The Art of Sevan Melikyan
by Andrew Marton
The art of Sevan Melikyan is one of reduction, of a clean yet sensually realized abstraction distilled from a panoply of aesthetic influences. One need only look at the numerous ports of call or stamps in Melikyan's literal and spiritual passport, to understand the multi-layered nature of his art.
His past hovers somewhere in all his present work. From the storied traditions of rug and textile weaving of his native Turkey, Melikyan derived a sense of the geometric power born of the assiduous braiding of assertive verticals and horizontals.
The tiled mosaics that abound in Istanbul's museums and religious edifices demonstrated to the young Melikyan a sense of how the rigid placement of stone, with only minute variation, could yield a shimmering work bristling with possibility.
Paris, and more specifically that city's wealth of works by Leger, Modigliani, Matisse and Picasso would act as a crucial siren to Melikyan's early artistic muse. A teen-age Melikyan would literally commune for many evening hours in front of his favorite works by this coterie of post-impressionists and expressionist masters. Their works would spur Melikyan to cultivate an early realist style in a number of miniature pieces (often based on his photographs) always given away as gifts to friends.
If the works of Picasso and Matisse planted the initial seeds in Melikyan's style of the power of astringent abstraction, it would be the works of Joseph Albers, Sean Scully, and Ellsworth Kelly - all painters Melikyan discovered for the first time when he moved to Texas - that would steer him towards the artistic domain he currently inhabits. These modern, abstract-expressionists gave Melikyan the license, if not the outright legitimate permission, to throw himself completely into what is now his trademark style of a personalized abstraction which trembles with minimalist seduction.
Enter the computer and one has a crucial ingredient in Melikyan's artistic laboratory. Already a gifted computer graphics artist, Melikyan began to manipulate on screen the basic visual elements found in such favored works as Leger's Three Musicians or Henri Rousseau's The Dream. The result of Melikyan's re-casting of both grand works was abstractions that both existed on their own and suggesting the themes that peeped out of the classic originals. Melikyan then took the crucial next step of converting to canvas what he had first incubated on screen.
"When I brought the two together, the computer and the original work by Leger, it really was an act of love, a very positive and happy act to give birth to a new picture and this process of minimizing," Melikyan now says of one of his earliest pieces. The highly finished quality of Melikyan's paintings is all the more remarkable considering that he has never had any formal training as a painter. Instead, he seized upon the highly expressive color palette, bordered by a matrix of almost sculpted lines, of such artists as Kelly, Albers, Indiana, in order to carve out his own path of visual expression.

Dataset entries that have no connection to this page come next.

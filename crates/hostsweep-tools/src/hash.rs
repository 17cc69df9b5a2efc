//! SHA-256 pins for tool binaries.

use ring::digest::{Context, Digest, SHA256};
use std::path::Path;
use tokio::io::AsyncReadExt;

use hostsweep_core::{Result, SweepError};

const CHUNK: usize = 64 * 1024;

/// Lowercase hex SHA-256 of the file at `path`, read in 64 KiB chunks.
pub async fn sha256_file(path: &Path) -> Result<String> {
    let io_err = |e| SweepError::io(path, e);
    let mut file = tokio::fs::File::open(path).await.map_err(io_err)?;
    let mut chunk = vec![0u8; CHUNK];
    let mut context = Context::new(&SHA256);

    while let n @ 1.. = file.read(&mut chunk).await.map_err(io_err)? {
        context.update(&chunk[..n]);
    }

    Ok(to_hex(&context.finish()))
}

fn to_hex(digest: &Digest) -> String {
    hex::encode(digest.as_ref())
}

/// Compare a pinned digest with a computed one. Case and surrounding
/// whitespace are ignored, as is an optional `sha256:` prefix on the pin.
#[must_use]
pub fn digest_matches(pinned: &str, actual: &str) -> bool {
    let pinned = pinned.trim();
    let pinned = pinned
        .get(..7)
        .filter(|p| p.eq_ignore_ascii_case("sha256:"))
        .map_or(pinned, |_| &pinned[7..]);
    pinned.eq_ignore_ascii_case(actual.trim())
}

In the world of a Melikyan painting, characters radiate a gamut of personality from bland to captivating, all through Melikyan's choice of color tonality drawn from an enormous spectrum. The resulting cavalcade of protagonists has both all the obvious qualities of a flesh and blood character, along with all its indeterminate mystery.
"The process of reduction allows me to focus on what I find essential in my subjects," says Melikyan, "revealing mysteries in color, composition and sometimes even content. I want to establish a direct communication with the viewer, hoping to generate the kind of amazement that only simplicity can." Melikyan says.
Sevan Melikyan was born to Armenian parents in Istanbul in 1965. He moved to Paris at the age of 9 and stayed in France until age 26, earning a degree in marketing from the University of Dauphine. He spent six years in New York City, directing a program devoted to the promotion and presentation of artists of Armenian descent. From 1997 to 2009, he lived in Fort Worth, Texas where Melikyan was the marketing director for the Van Cliburn Foundation. He now makes his home in High Falls, New York, a small village nested in the beautiful Hudson Valley.